Quem o incentivou a enveredar pelos caminhos das artes plásticas foi o pintor naif Pedroso, que até hoje continua pintando em seu ateliê localizado na Ladeira da Cruz da Redenção, no bairro de Brotas, em Salvador. No meu blog  tem uma ampla entrevista que fiz o ano passado com o Pedroso. Porque seu objetivo era seguir após a aposentadoria a carreira de escritor, inclusive chegou a lançar um romance Os Herdeiros onde trata de uma família patriarcal e a disputa por sua herança. Como paralelamente vinha fazendo seus desenhos e pinturas decidiu tomar um curso de esculturas nas Oficinas do Museu de Artes Moderna da Bahia – MAMBA com o escultor Zu Campos. Fez outros cursos de pintura na Galeria Panorama e com Waldo Robato visando aprimorar suas técnicas, já que é um autodidata ou seja não frequentou a Escola de Belas Artes .

                                                  EXPOSIÇÕES

Fez várias exposições aqui e algumas no exterior mais exatamente duas na Itália e uma na França. Elaborou duas obras para o Centro de Recursos Ambientais no prédio localizado no bairro o Monte Serrat, em Salvador, e lamenta que um deles, o maior que era um painel de cerca de dezoito metros onde pintou em 2001 com vários elementos ligados à natureza como riachos, paisagens e animais e que infelizmente foi destruído. Restou o mural intitulado Serra do Barbado que mede 1,5 x 300cm.

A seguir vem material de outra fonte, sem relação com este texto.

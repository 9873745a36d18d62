//! The application bootstrap pass.

use std::sync::Arc;

use vitrine_config::{ConfigSource, FetchError};
use vitrine_providers::{Context, ContextError};
use vitrine_render::{Page, PageError, PageProps, RequestContext};
use vitrine_state::{Store, app_actions, user_actions};

/// Errors from the bootstrap pass. Everything propagates unmodified to the
/// request handler — a failed bootstrap fails the whole request rather than
/// rendering a partially-configured storefront.
#[derive(Debug, thiserror::Error)]
pub enum BootstrapError {
    /// Remote configuration fetch failed.
    #[error(transparent)]
    Fetch(#[from] FetchError),

    /// The page's own initializer failed.
    #[error(transparent)]
    Page(#[from] PageError),

    /// The provider composition did not supply a required value.
    #[error(transparent)]
    Context(#[from] ContextError),
}

/// Runs the bootstrap pass for one server request, then the page's own
/// initializer.
///
/// If the shared state's `store_config` is empty (its identifier is unset),
/// performs one blocking fetch through the composed config source and
/// dispatches both the `store_config` and `user` updates. A populated config
/// skips the fetch entirely, so repeat invocations within a request never
/// re-fetch. Staleness is not revalidated: configuration fetched once is
/// trusted for the rest of the session.
///
/// Returns only the page-specific props; the state mutation is a side
/// effect on the shared store.
///
/// # Errors
///
/// On fetch failure the error propagates and the store is left untouched
/// (no partial mutation). Page-initializer failures propagate unmodified.
pub async fn bootstrap(
    ctx: &RequestContext,
    context: &Context,
    page: &dyn Page,
) -> Result<PageProps, BootstrapError> {
    let store = context.get::<Arc<Store>>()?;
    let source = context.get::<Arc<dyn ConfigSource>>()?;

    if store.with(|state| state.store_config.is_empty()) {
        tracing::info!("store configuration absent, bootstrapping");
        let payload = source.fetch_store_config(ctx).await?;
        store.dispatch(app_actions::set_store_config(payload.store_config));
        store.dispatch(user_actions::set_user(payload.user));
    } else {
        tracing::debug!("store configuration present, skipping fetch");
    }

    let props = page.initial_props(ctx).await?;
    Ok(props)
}
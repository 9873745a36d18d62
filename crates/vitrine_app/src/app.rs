//! Session wiring and the per-request render pipeline.

use std::sync::Arc;

use vitrine_config::ConfigSource;
use vitrine_providers::{AppShell, ComposeError, ContextError, Shell, StorefrontProviders};
use vitrine_render::document::{self, DocumentProps, RenderError, RenderedApp};
use vitrine_render::theme::{DesignConfig, Theme};
use vitrine_render::{Page, RequestContext};
use vitrine_state::Store;
use vitrine_style::StyleCache;

use crate::bootstrap::{BootstrapError, bootstrap};

/// Errors from the request pipeline.
///
/// This layer performs no local recovery: all failures bubble to the
/// surrounding request-handling framework.
#[derive(Debug, thiserror::Error)]
pub enum AppError {
    /// The provider composition was invalid.
    #[error(transparent)]
    Compose(#[from] ComposeError),

    /// The bootstrap pass (or the page initializer it runs) failed.
    #[error(transparent)]
    Bootstrap(#[from] BootstrapError),

    /// The document render failed.
    #[error(transparent)]
    Render(#[from] RenderError),

    /// A required context value was missing during rendering.
    #[error(transparent)]
    Context(#[from] ContextError),
}

/// Session-level application wiring.
///
/// Holds the pieces that outlive a single request: the configuration
/// source, the session style cache (constructed once here, passed by
/// reference into every composition — not ambient global state), theme and
/// design values, and the layout shell. Each call to
/// [`render_request`](Self::render_request) builds the per-request pieces
/// fresh: a store, a provider context, and a request-scoped style cache.
pub struct App {
    source: Arc<dyn ConfigSource>,
    session_styles: Arc<StyleCache>,
    theme: Theme,
    design: DesignConfig,
    shell: Arc<dyn Shell>,
}

impl App {
    /// Creates an app around a configuration source, with default theme,
    /// design configuration, and shell.
    #[must_use]
    pub fn new(source: Arc<dyn ConfigSource>) -> Self {
        Self {
            source,
            session_styles: Arc::new(StyleCache::default()),
            theme: Theme::default(),
            design: DesignConfig::default(),
            shell: Arc::new(AppShell),
        }
    }

    /// Replaces the theme values.
    #[must_use]
    pub fn with_theme(mut self, theme: Theme) -> Self {
        self.theme = theme;
        self
    }

    /// Replaces the design-system configuration.
    #[must_use]
    pub fn with_design(mut self, design: DesignConfig) -> Self {
        self.design = design;
        self
    }

    /// Replaces the layout shell.
    #[must_use]
    pub fn with_shell(mut self, shell: Arc<dyn Shell>) -> Self {
        self.shell = shell;
        self
    }

    /// Returns the session style cache shared across this app's requests.
    #[must_use]
    pub fn session_styles(&self) -> &Arc<StyleCache> {
        &self.session_styles
    }

    /// Renders one server request end to end.
    ///
    /// Pipeline order is the correctness contract of this layer:
    ///
    /// 1. Compose the fixed provider stack around a fresh request store.
    /// 2. Bootstrap: load store configuration if absent, then run the
    ///    page's initializer (the sole suspension point).
    /// 3. Phase 1 — render the shell-wrapped page through a fresh
    ///    request-scoped style cache, handing both the composed context and
    ///    the style scope down so leaf components resolve provider values.
    /// 4. Phase 2 — extract the accumulated rules and assemble the document
    ///    props, attaching the state snapshot for client rehydration.
    ///
    /// # Errors
    ///
    /// Fails fast on composition, fetch, initializer, or render errors; no
    /// partial document is produced.
    pub async fn render_request(
        &self,
        ctx: &RequestContext,
        page: &dyn Page,
    ) -> Result<DocumentProps, AppError> {
        tracing::info!(page = page.name(), device = %ctx.device(), "rendering request");

        let store = Arc::new(Store::new());
        let context = StorefrontProviders::new(Arc::clone(&self.source), Arc::clone(&store))
            .with_session_styles(Arc::clone(&self.session_styles))
            .with_theme(self.theme.clone())
            .with_design(self.design.clone())
            .stack()
            .compose()?;

        let props = bootstrap(ctx, &context, page).await?;

        let collected = document::collect(ctx, |scope| {
            let content = page.render(&props, &context, scope);
            Ok(RenderedApp {
                markup: self.shell.render(ctx, &context, &content),
                styles: self.shell.base_styles(&context),
            })
        })?;

        Ok(document::finalize(ctx, collected).with_state(store.snapshot()))
    }
}

impl core::fmt::Debug for App {
    fn fmt(&self, f: &mut core::fmt::Formatter<'_>) -> core::fmt::Result {
        f.debug_struct("App")
            .field("theme", &self.theme.namespace)
            .field("design_prefix", &self.design.prefix)
            .finish()
    }
}
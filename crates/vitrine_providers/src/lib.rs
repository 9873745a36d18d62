//! Provider composition for Vitrine.
//!
//! Every page is rendered through a fixed nesting of context-supplying
//! providers. This crate models that composition explicitly:
//!
//! - [`Context`] - Typed per-request container the providers install into
//!   (lives in `vitrine_render` so pages can resolve it during render)
//! - [`Provider`] / [`ProviderStack`] - Ordered, dependency-checked install
//! - [`StorefrontProviders`] - The fixed, non-configurable composition
//! - [`Shell`] - The layout-shell seam applied outside page content
//!
//! # Ordering
//!
//! Order is significant: inner providers may depend on values supplied by
//! outer ones (the design-system provider reads the theme), and styles
//! emitted closer to the root are overridden by those closer to the leaves
//! on specificity ties. [`ProviderStack::compose`] fails loudly when a
//! provider's dependency was not installed earlier instead of letting
//! lookups silently miss.

mod provider;
mod shell;
mod storefront;

pub use vitrine_render::context::{Context, ContextError};
pub use provider::{ComposeError, Provider, ProviderId, ProviderStack};
pub use shell::{AppShell, Shell};
pub use storefront::{
    ClientProvider, DesignConfigProvider, SessionStyleProvider, StoreProvider,
    StorefrontProviders, ThemeProvider,
};
//! The state tree and its slots.

use serde::{Deserialize, Serialize};

/// Remote store configuration.
///
/// Fetched once per request by the bootstrap pass when absent. "Empty" is
/// defined precisely as the configuration identifier being unset — a config
/// with an `id` is considered populated even if optional fields are missing,
/// so a partially-populated config never triggers a second fetch.
#[derive(Debug, Clone, Default, PartialEq, Serialize, Deserialize)]
pub struct StoreConfig {
    /// Store identifier. `None` means the config has not been fetched.
    pub id: Option<u64>,
    /// Store view code (e.g. `"default"`).
    #[serde(default)]
    pub code: String,
    /// Locale tag (e.g. `"en_US"`).
    #[serde(default)]
    pub locale: String,
    /// ISO currency code for displayed prices.
    #[serde(default)]
    pub currency: String,
    /// Base URL the storefront is served from.
    #[serde(default)]
    pub base_url: String,
    /// Default document title.
    #[serde(default)]
    pub default_title: String,
}

impl StoreConfig {
    /// Returns `true` if the configuration has not been populated.
    #[must_use]
    pub fn is_empty(&self) -> bool {
        self.id.is_none()
    }
}

/// User/session data attached to the request.
#[derive(Debug, Clone, Default, PartialEq, Serialize, Deserialize)]
pub struct UserSession {
    /// Customer identifier, when signed in.
    pub id: Option<u64>,
    /// Customer email, when signed in.
    pub email: Option<String>,
    /// Whether the inbound request carried a valid session.
    #[serde(default)]
    pub signed_in: bool,
}

/// The single shared state tree.
///
/// Created empty at request start; serialized into the rendered document and
/// rehydrated on the client via [`Store::from_snapshot`](crate::Store::from_snapshot).
#[derive(Debug, Clone, Default, PartialEq, Serialize, Deserialize)]
pub struct AppState {
    /// Remote store configuration slot.
    pub store_config: StoreConfig,
    /// User/session slot.
    pub user: UserSession,
}

#[cfg(test)]
mod tests {
    use super::*;

    #[test]
    fn default_config_is_empty() {
        assert!(StoreConfig::default().is_empty());
    }

    #[test]
    fn config_with_id_is_populated() {
        let config = StoreConfig {
            id: Some(1),
            ..StoreConfig::default()
        };
        assert!(!config.is_empty());
    }

    #[test]
    fn partially_populated_config_counts_as_empty_without_id() {
        // Emptiness is keyed on the identifier, not on other fields.
        let config = StoreConfig {
            id: None,
            code: "default".into(),
            locale: "en_US".into(),
            ..StoreConfig::default()
        };
        assert!(config.is_empty());
    }

    #[test]
    fn state_round_trips_through_serde() {
        let state = AppState {
            store_config: StoreConfig {
                id: Some(7),
                code: "default".into(),
                locale: "en_US".into(),
                currency: "USD".into(),
                base_url: "https://shop.example".into(),
                default_title: "Shop".into(),
            },
            user: UserSession {
                id: Some(42),
                email: Some("a@example.com".into()),
                signed_in: true,
            },
        };

        let json = serde_json::to_string(&state).unwrap();
        let back: AppState = serde_json::from_str(&json).unwrap();
        assert_eq!(state, back);
    }
}
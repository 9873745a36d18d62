//! The storefront's fixed provider composition.

use std::sync::Arc;

use vitrine_config::ConfigSource;
use vitrine_render::Context;
use vitrine_render::theme::{DesignConfig, Theme};
use vitrine_state::Store;
use vitrine_style::StyleCache;

use crate::provider::{Provider, ProviderId, ProviderStack};

// ─────────────────────────────────────────────────────────────────────────────
// Individual providers, outermost first
// ─────────────────────────────────────────────────────────────────────────────

/// Supplies the data-fetching client. Outermost provider.
pub struct ClientProvider {
    source: Arc<dyn ConfigSource>,
}

impl ClientProvider {
    /// Wraps a configuration source.
    #[must_use]
    pub fn new(source: Arc<dyn ConfigSource>) -> Self {
        Self { source }
    }
}

impl Provider for ClientProvider {
    fn install(&self, ctx: &mut Context) {
        ctx.insert(Arc::clone(&self.source));
    }
}

/// Supplies the shared-state container.
pub struct StoreProvider {
    store: Arc<Store>,
}

impl StoreProvider {
    /// Wraps the request's store.
    #[must_use]
    pub fn new(store: Arc<Store>) -> Self {
        Self { store }
    }
}

impl Provider for StoreProvider {
    fn install(&self, ctx: &mut Context) {
        ctx.insert(Arc::clone(&self.store));
    }
}

/// Supplies the session-scoped style cache used for client-side re-render
/// parity. Independent of the request-scoped cache the document pass
/// creates; same type, session lifetime.
pub struct SessionStyleProvider {
    cache: Arc<StyleCache>,
}

impl SessionStyleProvider {
    /// Wraps the session cache.
    #[must_use]
    pub fn new(cache: Arc<StyleCache>) -> Self {
        Self { cache }
    }
}

impl Provider for SessionStyleProvider {
    fn install(&self, ctx: &mut Context) {
        ctx.insert(Arc::clone(&self.cache));
    }
}

/// Supplies the design tokens.
pub struct ThemeProvider {
    theme: Theme,
}

impl ThemeProvider {
    /// Wraps the theme values.
    #[must_use]
    pub fn new(theme: Theme) -> Self {
        Self { theme }
    }
}

impl Provider for ThemeProvider {
    fn install(&self, ctx: &mut Context) {
        ctx.insert(self.theme.clone());
    }
}

/// Supplies the design-system configuration (component-library prefix and
/// theme variables). Must sit inside the theme provider.
pub struct DesignConfigProvider {
    config: DesignConfig,
}

impl DesignConfigProvider {
    /// Wraps the design-system configuration.
    #[must_use]
    pub fn new(config: DesignConfig) -> Self {
        Self { config }
    }
}

impl Provider for DesignConfigProvider {
    fn install(&self, ctx: &mut Context) {
        ctx.insert(self.config.clone());
    }

    fn dependencies(&self) -> Vec<ProviderId> {
        vec![ProviderId::of::<ThemeProvider>()]
    }
}

// ─────────────────────────────────────────────────────────────────────────────
// StorefrontProviders
// ─────────────────────────────────────────────────────────────────────────────

/// The fixed, non-configurable provider composition every page renders
/// through, in nesting order:
///
/// data-fetching client → shared state → session style cache → theme →
/// design-system configuration.
///
/// No provider may be omitted or reordered without breaking dependent
/// lookups, so this is the only way the storefront builds its stack.
///
/// # Example
///
/// ```
/// use std::sync::Arc;
/// use async_trait::async_trait;
/// use vitrine_config::{ConfigSource, FetchError, StoreConfigPayload};
/// use vitrine_providers::StorefrontProviders;
/// use vitrine_render::RequestContext;
/// use vitrine_state::Store;
///
/// struct NullSource;
///
/// #[async_trait]
/// impl ConfigSource for NullSource {
///     async fn fetch_store_config(
///         &self,
///         _ctx: &RequestContext,
///     ) -> Result<StoreConfigPayload, FetchError> {
///         Err(FetchError::Http("offline".into()))
///     }
/// }
///
/// let providers = StorefrontProviders::new(Arc::new(NullSource), Arc::new(Store::new()));
/// let ctx = providers.stack().compose().unwrap();
/// assert!(ctx.contains::<Arc<Store>>());
/// ```
pub struct StorefrontProviders {
    source: Arc<dyn ConfigSource>,
    store: Arc<Store>,
    session_styles: Arc<StyleCache>,
    theme: Theme,
    design: DesignConfig,
}

impl StorefrontProviders {
    /// Creates the composition with default theme, design configuration,
    /// and a fresh session style cache.
    #[must_use]
    pub fn new(source: Arc<dyn ConfigSource>, store: Arc<Store>) -> Self {
        Self {
            source,
            store,
            session_styles: Arc::new(StyleCache::default()),
            theme: Theme::default(),
            design: DesignConfig::default(),
        }
    }

    /// Replaces the session style cache (shared across a page session).
    #[must_use]
    pub fn with_session_styles(mut self, cache: Arc<StyleCache>) -> Self {
        self.session_styles = cache;
        self
    }

    /// Replaces the theme values.
    #[must_use]
    pub fn with_theme(mut self, theme: Theme) -> Self {
        self.theme = theme;
        self
    }

    /// Replaces the design-system configuration.
    #[must_use]
    pub fn with_design(mut self, design: DesignConfig) -> Self {
        self.design = design;
        self
    }

    /// Builds the stack in the fixed nesting order.
    #[must_use]
    pub fn stack(self) -> ProviderStack {
        ProviderStack::new()
            .add(ClientProvider::new(self.source))
            .add(StoreProvider::new(self.store))
            .add(SessionStyleProvider::new(self.session_styles))
            .add(ThemeProvider::new(self.theme))
            .add(DesignConfigProvider::new(self.design))
    }
}

#[cfg(test)]
mod tests {
    use super::*;
    use async_trait::async_trait;
    use vitrine_config::{FetchError, StoreConfigPayload};
    use vitrine_render::RequestContext;

    struct NullSource;

    #[async_trait]
    impl ConfigSource for NullSource {
        async fn fetch_store_config(
            &self,
            _ctx: &RequestContext,
        ) -> Result<StoreConfigPayload, FetchError> {
            Err(FetchError::Http("unreachable".to_string()))
        }
    }

    fn composition() -> StorefrontProviders {
        StorefrontProviders::new(Arc::new(NullSource), Arc::new(Store::new()))
    }

    #[test]
    fn stack_holds_all_five_providers() {
        assert_eq!(composition().stack().len(), 5);
    }

    #[test]
    fn probe_resolves_every_provider_value() {
        let ctx = composition().stack().compose().unwrap();

        // A leaf component must observe all five simultaneously.
        assert!(ctx.get::<Arc<dyn ConfigSource>>().is_ok());
        assert!(ctx.get::<Arc<Store>>().is_ok());
        assert!(ctx.get::<Arc<StyleCache>>().is_ok());
        assert!(ctx.get::<Theme>().is_ok());
        assert!(ctx.get::<DesignConfig>().is_ok());
    }

    #[test]
    fn leaf_render_resolves_composed_values() {
        use crate::shell::Shell;

        // A shell acting as a leaf component: the composed values must be
        // reachable from inside an actual render call, not just by direct
        // context probing.
        struct LeafShell;

        impl Shell for LeafShell {
            fn render(&self, _ctx: &RequestContext, context: &Context, content: &str) -> String {
                let theme = context.get::<Theme>().unwrap();
                let design = context.get::<DesignConfig>().unwrap();
                let session = context.get::<Arc<StyleCache>>().unwrap();
                session.insert(".leaf{display:block}");

                format!(
                    "<div class=\"{}-{}\">{content}</div>",
                    theme.namespace, design.prefix
                )
            }
        }

        let session = Arc::new(StyleCache::default());
        let ctx = composition()
            .with_session_styles(Arc::clone(&session))
            .stack()
            .compose()
            .unwrap();

        let html = LeafShell.render(&RequestContext::empty(), &ctx, "leaf");
        assert!(html.contains("vitrine-vtr"));
        assert_eq!(session.len(), 1);
    }

    #[test]
    fn session_cache_is_shared_by_identity() {
        let cache = Arc::new(StyleCache::default());
        let ctx = composition()
            .with_session_styles(Arc::clone(&cache))
            .stack()
            .compose()
            .unwrap();

        let installed = ctx.get::<Arc<StyleCache>>().unwrap();
        assert!(Arc::ptr_eq(installed, &cache));
    }

    #[test]
    fn design_config_depends_on_theme() {
        let deps = DesignConfigProvider::new(DesignConfig::default()).dependencies();
        assert_eq!(deps, vec![ProviderId::of::<ThemeProvider>()]);
    }
}
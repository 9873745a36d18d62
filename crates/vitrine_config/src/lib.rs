//! Remote store-configuration fetching.
//!
//! The bootstrap pass needs the storefront's remote configuration before any
//! page renders. This crate provides:
//!
//! - [`GET_STORE_CONFIG`] - The fixed, named query document
//! - [`ConfigSource`] - The fetch seam the bootstrap pass consumes
//! - [`HttpConfigClient`] - The GraphQL-over-HTTP implementation
//! - [`FetchError`] - Failure taxonomy (all fatal for the request)
//!
//! The client forwards the inbound request's `cookie` and `authorization`
//! headers so the fetch is evaluated under the caller's session.

mod client;
mod error;
mod types;

pub use client::{ConfigSource, HttpConfigClient};
pub use error::FetchError;
pub use types::{GET_STORE_CONFIG, StoreConfigPayload};
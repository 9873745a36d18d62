//! The style cache: rule storage, de-duplication, and extraction.

use core::hash::{Hash, Hasher};
use std::hash::DefaultHasher;

use hashbrown::HashMap;
use parking_lot::Mutex;

// ─────────────────────────────────────────────────────────────────────────────
// InsertionMode
// ─────────────────────────────────────────────────────────────────────────────

/// Where newly inserted rules land relative to existing ones on extraction.
///
/// With [`Append`](InsertionMode::Append) (the default), extraction yields
/// rules in insertion order. With [`Prepend`](InsertionMode::Prepend), every
/// new rule is inserted before the existing ones, so extraction yields the
/// latest-inserted rule first. Prepend mode lets application styles keep
/// winning specificity ties against library styles emitted later.
#[derive(Debug, Clone, Copy, Default, PartialEq, Eq)]
pub enum InsertionMode {
    /// New rules follow existing ones (insertion order).
    #[default]
    Append,
    /// New rules precede existing ones (reverse insertion order).
    Prepend,
}

// ─────────────────────────────────────────────────────────────────────────────
// CacheOptions
// ─────────────────────────────────────────────────────────────────────────────

/// Configuration for a [`StyleCache`].
///
/// # Example
///
/// ```
/// use vitrine_style::{CacheOptions, InsertionMode, StyleCache};
///
/// let cache = StyleCache::new(CacheOptions::new("css").prepend());
/// assert_eq!(cache.key(), "css");
/// assert_eq!(cache.mode(), InsertionMode::Prepend);
/// ```
#[derive(Debug, Clone)]
pub struct CacheOptions {
    /// Stable key identifying the cache (and the class prefix it serves).
    pub key: String,
    /// Insertion mode for extraction ordering.
    pub mode: InsertionMode,
}

impl Default for CacheOptions {
    fn default() -> Self {
        Self {
            key: "css".to_string(),
            mode: InsertionMode::Append,
        }
    }
}

impl CacheOptions {
    /// Creates options with the given cache key and append-mode insertion.
    #[must_use]
    pub fn new(key: impl Into<String>) -> Self {
        Self {
            key: key.into(),
            mode: InsertionMode::Append,
        }
    }

    /// Switches the cache to prepend-mode insertion.
    #[must_use]
    pub fn prepend(mut self) -> Self {
        self.mode = InsertionMode::Prepend;
        self
    }
}

// ─────────────────────────────────────────────────────────────────────────────
// StyleCache
// ─────────────────────────────────────────────────────────────────────────────

/// A single recorded rule. `used` marks rules already emitted by a
/// mark-as-used extraction so later extractions in the same pass skip them.
struct Rule {
    css: String,
    used: bool,
}

/// Rule storage: insertion-ordered list plus a hash index for de-duplication.
#[derive(Default)]
struct RuleSet {
    order: Vec<Rule>,
    index: HashMap<u64, usize>,
}

/// An accumulator that collects CSS rule text emitted during a scoped render.
///
/// Rules are de-duplicated by content hash, so re-rendering the same subtree
/// with unchanged styles records nothing new. Interior locking makes a
/// session-scoped cache safe to share behind an `Arc`; within a single
/// render pass mutation is synchronous.
///
/// # Example
///
/// ```
/// use vitrine_style::{CacheOptions, StyleCache};
///
/// let cache = StyleCache::new(CacheOptions::default());
/// assert!(cache.insert(".a{color:red}"));
/// assert!(!cache.insert(".a{color:red}")); // duplicate, ignored
/// assert_eq!(cache.len(), 1);
/// ```
pub struct StyleCache {
    key: String,
    mode: InsertionMode,
    rules: Mutex<RuleSet>,
}

impl Default for StyleCache {
    fn default() -> Self {
        Self::new(CacheOptions::default())
    }
}

impl StyleCache {
    /// Creates a new empty cache. No error conditions.
    #[must_use]
    pub fn new(options: CacheOptions) -> Self {
        Self {
            key: options.key,
            mode: options.mode,
            rules: Mutex::new(RuleSet::default()),
        }
    }

    /// Returns the cache key.
    #[must_use]
    pub fn key(&self) -> &str {
        &self.key
    }

    /// Returns the insertion mode.
    #[must_use]
    pub fn mode(&self) -> InsertionMode {
        self.mode
    }

    /// Records a rule, de-duplicated by rule identity.
    ///
    /// Returns `true` if the rule was new, `false` if an identical rule was
    /// already recorded (including rules already flagged as used).
    pub fn insert(&self, css: &str) -> bool {
        let hash = rule_hash(css);
        let mut rules = self.rules.lock();

        if rules.index.contains_key(&hash) {
            return false;
        }

        rules.order.push(Rule {
            css: css.to_string(),
            used: false,
        });
        let position = rules.order.len() - 1;
        rules.index.insert(hash, position);
        true
    }

    /// Serializes all not-yet-used rules, honoring the insertion mode.
    ///
    /// With `mark_as_used`, emitted rules are flagged so a subsequent
    /// extraction in the same pass does not re-emit them. An empty cache
    /// yields an empty string, never an error.
    pub fn extract(&self, mark_as_used: bool) -> String {
        let mut rules = self.rules.lock();
        let mut out = String::new();

        let iter: Box<dyn Iterator<Item = &mut Rule>> = match self.mode {
            InsertionMode::Append => Box::new(rules.order.iter_mut()),
            InsertionMode::Prepend => Box::new(rules.order.iter_mut().rev()),
        };

        for rule in iter {
            if rule.used {
                continue;
            }
            out.push_str(&rule.css);
            if mark_as_used {
                rule.used = true;
            }
        }

        tracing::debug!(cache = %self.key, bytes = out.len(), "extracted style rules");
        out
    }

    /// Returns the number of recorded rules, used or not.
    #[must_use]
    pub fn len(&self) -> usize {
        self.rules.lock().order.len()
    }

    /// Returns `true` if no rules have been recorded.
    #[must_use]
    pub fn is_empty(&self) -> bool {
        self.rules.lock().order.is_empty()
    }
}

impl core::fmt::Debug for StyleCache {
    fn fmt(&self, f: &mut core::fmt::Formatter<'_>) -> core::fmt::Result {
        f.debug_struct("StyleCache")
            .field("key", &self.key)
            .field("mode", &self.mode)
            .field("rules", &self.len())
            .finish()
    }
}

/// Content hash identifying a rule. Collisions only suppress duplicate
/// emission, so a non-cryptographic hash is sufficient.
fn rule_hash(css: &str) -> u64 {
    let mut hasher = DefaultHasher::new();
    css.hash(&mut hasher);
    hasher.finish()
}
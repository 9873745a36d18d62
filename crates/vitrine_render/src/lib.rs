//! Document-level rendering for Vitrine.
//!
//! This crate owns the server side of the render pipeline:
//!
//! - [`request`] - Inbound request context and device classification
//! - [`context`] - Typed value container pages resolve during render
//! - [`page`] - The page contract (optional async initializer + render)
//! - [`document`] - The two-phase style extraction pass and HTML assembly
//! - [`theme`] - Design tokens and component-library configuration
//!
//! # The two phases
//!
//! Phase 1 ([`document::collect`]) creates a request-scoped style cache and
//! renders the whole application through it. Phase 2 ([`document::finalize`])
//! extracts the accumulated rules and assembles the document props, with the
//! extracted style element ordered before any styles the base payload
//! already supplied. Keeping the phases explicit makes the ordering contract
//! a function signature instead of a closure-capture convention.

pub mod context;
pub mod document;
pub mod page;
pub mod request;
pub mod theme;

pub use context::{Context, ContextError};
pub use document::{CollectedRender, DocumentProps, RenderError, RenderedApp, SERVER_STYLE_ID};
pub use page::{Page, PageError, PageProps};
pub use request::{DEVICE_HEADER, DeviceType, RequestContext};
pub use theme::{BreakPoints, Colors, DesignConfig, Theme, ThemeVariables};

Suas primeiras exposições aconteceram duas em coletivas na Galeria Panorama, e a terceira na Galeria 13, do saudoso Deraldo Lima que costuma acolher os pintores em dificuldades de expor ou mesmo financeira e sua galeria ficava no Centro histórico da capital baiana. Vejamos: 1996 – Exposição Coletiva na Galeria Panorama, em Salvador; 1998 – Exposição no Bar Barcelona; 1998- Exposição Coletiva na Galeria Panorama; 1999 – Exposição na Galeria da Infraero, em Salvador; 2000 – Exposição na Casa Cor Brasil, Salvador; 2000 – Exposição na Sala Carlos Bastos, no Teatro Módulo, Salvador; 2001- Exposição na Livraria Siciliano, em Salvador; 2003- Exposição na Casa Cor Brasil; 2003 – Participou do 1º Salão de Arte Contemporânea do Consulado da Holanda na Bahia; 2004 – Exposição na Casa Cor Brasil, em Salvador; 2005- Exposição na Salle de La Rode , na cidade de Domme, na França; 2009- Exposição no Museo delle Genti d’Abruzzo , na Itália; 2009 – Exposição no Circolo Africano , na Itália. 2011- Exposição na Livraria Cultura, no Salvador Shopping; 2019 – Exposição no Centro Cultural da Câmara de Vereadores de Salvador. Estas exposições internacionais foram realizadas graças ao apoio do padre Alfredo Dórea que é o gestor do Instituto Beneficente Conceição Macedo -BCM que tem um amplo relacionamento visando arrecadar apoiadores para a obra que assiste dezenas de crianças carentes localizada na Rua da Santa Clara do Desterro, 101, em Salvador.